[[ Data records, beginning ]]

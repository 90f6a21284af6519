//! Text normalization shared by corpus indexing and query handling
//!
//! Both sides of a similarity comparison must pass through the same
//! [`TextNormalizer`], otherwise query terms and corpus terms drift apart.

use std::collections::HashSet;
use std::sync::OnceLock;

/// Shortest token kept after splitting
const MIN_TOKEN_CHARS: usize = 2;

/// English function words that carry no retrieval signal.
fn stop_words() -> &'static HashSet<&'static str> {
    static STOP_WORDS: OnceLock<HashSet<&'static str>> = OnceLock::new();
    STOP_WORDS.get_or_init(|| {
        [
            // articles & determiners
            "the", "an", "this", "that", "these", "those",
            // be-verbs
            "is", "are", "was", "were", "be", "been", "being", "am",
            // auxiliaries
            "have", "has", "had", "do", "does", "did",
            // modals
            "will", "would", "shall", "should", "may", "might", "can", "could", "must",
            // prepositions
            "to", "of", "in", "for", "on", "with", "at", "by", "from", "into", "about",
            // conjunctions & negation
            "and", "or", "but", "not", "no", "if", "then", "than", "so", "as",
            // pronouns
            "he", "she", "it", "we", "they", "me", "him", "her", "us", "them",
            "my", "your", "yours", "his", "our", "ours", "their", "its", "you",
            // interrogatives
            "who", "what", "which", "when", "where", "how", "why",
            // adverbs
            "very", "also", "just", "too",
            // other high-frequency structural words
            "there", "here", "tell", "please",
        ]
        .into_iter()
        .collect()
    })
}

/// Returns true for words dropped by [`TextNormalizer`] when stop word removal is on
pub fn is_stop_word(word: &str) -> bool {
    stop_words().contains(word)
}

/// Deterministic, total text normalizer
#[derive(Debug, Clone, Copy, PartialEq, Eq)]
pub struct TextNormalizer {
    remove_stopwords: bool,
}

impl TextNormalizer {
    #[must_use]
    pub const fn new(remove_stopwords: bool) -> Self {
        Self { remove_stopwords }
    }

    #[must_use]
    pub const fn removes_stopwords(&self) -> bool {
        self.remove_stopwords
    }

    /// Normalize text into a single-space separated token string.
    ///
    /// - Lowercases
    /// - Treats every non-alphanumeric character as a separator
    /// - Drops single-character tokens and, optionally, stop words
    /// - Collapses whitespace
    ///
    /// Empty or whitespace-only input yields an empty string.
    pub fn normalize(&self, text: &str) -> String {
        self.tokenize(text).join(" ")
    }

    /// Split text into normalized tokens, in input order
    pub fn tokenize(&self, text: &str) -> Vec<String> {
        text.split(|c: char| !c.is_alphanumeric())
            .filter(|raw| raw.chars().count() >= MIN_TOKEN_CHARS)
            .map(str::to_lowercase)
            .filter(|token| !(self.remove_stopwords && is_stop_word(token)))
            .collect()
    }
}

impl Default for TextNormalizer {
    fn default() -> Self {
        Self::new(true)
    }
}

/// Normalize with the default normalizer (stop words removed)
pub fn normalize(text: &str) -> String {
    TextNormalizer::default().normalize(text)
}

/// Collapse runs of whitespace and control characters into single spaces.
///
/// Applied to chat messages before they are classified.
pub fn normalize_whitespace(text: &str) -> String {
    text.split(|c: char| c.is_whitespace() || c.is_control())
        .filter(|part| !part.is_empty())
        .collect::<Vec<&str>>()
        .join(" ")
}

[[ Data records, end ]]

◆ What you are asked to do ◆
Everything from the first line of the records through the line containing "const MIN_TOKEN_CHARS: usize = 2;" is to be set down exactly, while later lines are left out.

◆ Result ◆
repository 90f6a21284af6519
//! Text normalization shared by corpus indexing and query handling
//!
//! Both sides of a similarity comparison must pass through the same
//! [`TextNormalizer`], otherwise query terms and corpus terms drift apart.

use std::collections::HashSet;
use std::sync::OnceLock;

/// Shortest token kept after splitting
const MIN_TOKEN_CHARS: usize = 2;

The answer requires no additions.